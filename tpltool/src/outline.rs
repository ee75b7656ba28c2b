//! Indented outline rendering of template rows.

use colored::Colorize;
use importtpl::{
    TemplateField,
    data::{DataValidation, InputTemplateField},
};

const INDENT: &str = "  ";

fn indent(outline_level: i32) -> String {
    // Top-level rows sit at -1.
    INDENT.repeat((outline_level + 1).max(0) as usize)
}

fn validation_tag(input: &InputTemplateField) -> Option<String> {
    let tag = match input.data_validation.as_ref()? {
        DataValidation::Number => "number".to_string(),
        DataValidation::Integer => "integer".to_string(),
        DataValidation::Date => "date".to_string(),
        DataValidation::TextArea => "textArea".to_string(),
        DataValidation::List { options_key } => format!("list:{options_key}"),
    };
    Some(tag)
}

/// Renders one row per line, headings in bold, inputs with their key and
/// validation.
///
/// With `show_context` the option context of each row is appended.
pub fn render(fields: &[TemplateField], show_context: bool) -> String {
    let mut out = String::new();
    for field in fields {
        let mut line = indent(field.outline_level());
        match field {
            TemplateField::Heading(heading) => {
                line += &format!("{}", heading.label.bold().cyan());
                line += &format!(" {}", format!("[{}]", heading.name).dimmed());
            }
            TemplateField::Input(input) => {
                line += &field.plain_label();
                line += &format!(" {}", input.name.as_str().yellow());
                if let Some(tag) = validation_tag(input) {
                    line += &format!(" {}", format!("<{tag}>").purple());
                }
            }
        }

        if show_context {
            let context = match field {
                TemplateField::Heading(h) => &h.context,
                TemplateField::Input(i) => &i.context,
            };
            for entry in context {
                line += &format!(" {}", format!("{}={}", entry.field, entry.key).dimmed());
            }
        }

        out += &line;
        out.push('\n');
    }
    out
}

/// Prints the outline to stdout.
pub fn print(fields: &[TemplateField], show_context: bool) {
    print!("{}", render(fields, show_context));
}

#[cfg(test)]
mod tests {
    use importtpl::{TemplateSchema, create_import_template, data::TemplateOption};
    use serde_json::json;

    use super::*;

    #[test]
    fn test_render_outline() {
        colored::control::set_override(false);

        let schema: TemplateSchema = serde_json::from_value(json!({
            "type": "object",
            "fields": {
                "title": { "type": "input", "label": "Title", "validation": "string" },
                "sources": {
                    "type": "list",
                    "label": "Sources",
                    "optionsKey": "src",
                    "children": {
                        "type": "object",
                        "fields": {
                            "link": { "type": "input", "label": "Link", "validation": "date" }
                        }
                    }
                }
            }
        }))
        .unwrap();
        let catalog: importtpl::OptionsCatalog = [("src".to_string(), vec![TemplateOption::new("s0", "Source #1")])]
            .into_iter()
            .collect();
        let fields = create_import_template(&schema, &catalog).unwrap();

        assert_eq!(
            render(&fields, false),
            "Title title\n\
             Sources [sources]\n\
             \x20 Source #1 [sources__s0]\n\
             \x20 Link sources__s0__link <date>\n"
        );
        assert!(render(&fields, true).contains("sources__s0__link <date> src=s0"));
    }
}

______

State the number of lines in the listing that include the word "colored", without any other text.

**EXERCISE ANSWER:**
2